## TASK DATA
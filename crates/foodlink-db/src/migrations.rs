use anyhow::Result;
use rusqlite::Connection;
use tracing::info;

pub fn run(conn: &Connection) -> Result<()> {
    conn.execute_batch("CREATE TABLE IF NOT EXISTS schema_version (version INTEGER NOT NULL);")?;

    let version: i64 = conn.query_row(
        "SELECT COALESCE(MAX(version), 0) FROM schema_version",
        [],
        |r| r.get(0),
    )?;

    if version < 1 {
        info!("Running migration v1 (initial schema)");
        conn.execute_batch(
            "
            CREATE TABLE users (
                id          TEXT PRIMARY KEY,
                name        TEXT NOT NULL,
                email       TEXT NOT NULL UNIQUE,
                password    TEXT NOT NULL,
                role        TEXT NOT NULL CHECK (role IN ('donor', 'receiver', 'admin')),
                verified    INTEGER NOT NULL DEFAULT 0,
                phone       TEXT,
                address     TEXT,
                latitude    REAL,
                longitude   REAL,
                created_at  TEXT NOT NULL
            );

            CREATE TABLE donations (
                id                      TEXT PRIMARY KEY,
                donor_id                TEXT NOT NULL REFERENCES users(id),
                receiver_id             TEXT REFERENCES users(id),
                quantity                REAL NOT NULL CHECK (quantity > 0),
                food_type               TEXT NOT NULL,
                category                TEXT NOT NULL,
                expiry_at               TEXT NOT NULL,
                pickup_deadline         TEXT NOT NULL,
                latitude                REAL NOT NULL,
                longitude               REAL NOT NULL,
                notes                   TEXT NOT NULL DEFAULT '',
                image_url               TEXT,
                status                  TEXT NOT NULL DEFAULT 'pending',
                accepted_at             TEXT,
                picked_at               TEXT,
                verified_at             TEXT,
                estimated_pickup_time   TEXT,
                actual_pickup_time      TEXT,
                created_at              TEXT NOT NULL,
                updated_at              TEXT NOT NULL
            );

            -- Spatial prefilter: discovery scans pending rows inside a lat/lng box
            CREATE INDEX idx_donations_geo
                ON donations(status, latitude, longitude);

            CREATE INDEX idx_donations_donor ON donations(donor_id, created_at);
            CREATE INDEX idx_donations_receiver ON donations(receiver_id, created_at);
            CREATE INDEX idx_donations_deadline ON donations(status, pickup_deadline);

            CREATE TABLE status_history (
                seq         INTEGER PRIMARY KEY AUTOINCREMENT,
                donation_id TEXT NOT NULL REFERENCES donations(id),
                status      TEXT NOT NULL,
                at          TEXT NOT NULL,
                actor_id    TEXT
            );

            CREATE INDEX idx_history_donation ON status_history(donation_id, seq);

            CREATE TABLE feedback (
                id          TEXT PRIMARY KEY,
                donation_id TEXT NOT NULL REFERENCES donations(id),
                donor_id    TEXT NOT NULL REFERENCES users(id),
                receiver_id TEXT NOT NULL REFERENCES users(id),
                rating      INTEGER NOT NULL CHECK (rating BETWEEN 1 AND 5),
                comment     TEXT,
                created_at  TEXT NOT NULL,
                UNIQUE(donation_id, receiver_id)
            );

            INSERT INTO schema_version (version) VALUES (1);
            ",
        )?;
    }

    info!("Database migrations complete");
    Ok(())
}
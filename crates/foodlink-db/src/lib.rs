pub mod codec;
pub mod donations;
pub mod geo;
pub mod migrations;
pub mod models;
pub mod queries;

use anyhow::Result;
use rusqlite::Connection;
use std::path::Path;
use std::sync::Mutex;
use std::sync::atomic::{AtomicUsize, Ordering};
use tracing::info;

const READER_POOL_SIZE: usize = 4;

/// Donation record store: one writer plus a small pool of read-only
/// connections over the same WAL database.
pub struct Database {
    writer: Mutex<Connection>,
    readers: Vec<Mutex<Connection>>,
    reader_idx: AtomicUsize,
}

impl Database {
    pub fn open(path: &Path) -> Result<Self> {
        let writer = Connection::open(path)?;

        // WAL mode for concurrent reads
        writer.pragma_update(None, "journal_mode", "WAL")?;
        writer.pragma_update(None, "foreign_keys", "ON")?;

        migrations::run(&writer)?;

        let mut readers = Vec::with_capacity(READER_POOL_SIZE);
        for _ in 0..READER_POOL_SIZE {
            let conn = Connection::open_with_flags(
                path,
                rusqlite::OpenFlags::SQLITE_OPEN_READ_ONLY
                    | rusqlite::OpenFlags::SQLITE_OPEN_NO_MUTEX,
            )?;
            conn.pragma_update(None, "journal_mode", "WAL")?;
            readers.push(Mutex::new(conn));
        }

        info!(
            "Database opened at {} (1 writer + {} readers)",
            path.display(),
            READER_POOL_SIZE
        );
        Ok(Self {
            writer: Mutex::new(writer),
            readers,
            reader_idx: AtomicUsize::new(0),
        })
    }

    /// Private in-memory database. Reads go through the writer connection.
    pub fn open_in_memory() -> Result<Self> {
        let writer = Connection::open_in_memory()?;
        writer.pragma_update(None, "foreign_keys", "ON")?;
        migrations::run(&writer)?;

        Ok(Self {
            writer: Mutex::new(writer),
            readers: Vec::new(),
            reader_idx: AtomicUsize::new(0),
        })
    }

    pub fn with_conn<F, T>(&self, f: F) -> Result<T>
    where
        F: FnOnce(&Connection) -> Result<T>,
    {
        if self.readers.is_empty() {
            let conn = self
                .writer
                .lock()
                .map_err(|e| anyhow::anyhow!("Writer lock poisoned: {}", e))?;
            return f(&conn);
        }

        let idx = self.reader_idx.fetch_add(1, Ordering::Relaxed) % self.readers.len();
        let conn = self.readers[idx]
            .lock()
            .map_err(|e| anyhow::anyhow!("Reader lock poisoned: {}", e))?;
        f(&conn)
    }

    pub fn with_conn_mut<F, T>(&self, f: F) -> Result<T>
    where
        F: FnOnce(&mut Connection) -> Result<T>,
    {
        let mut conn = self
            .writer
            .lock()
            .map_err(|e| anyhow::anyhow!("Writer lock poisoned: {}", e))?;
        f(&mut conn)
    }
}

## WORK ITEM
Read the lines above. Gather those in which the string "FnOnce" is found.

## WRITTEN ANSWER
        F: FnOnce(&Connection) -> Result<T>,
        F: FnOnce(&mut Connection) -> Result<T>,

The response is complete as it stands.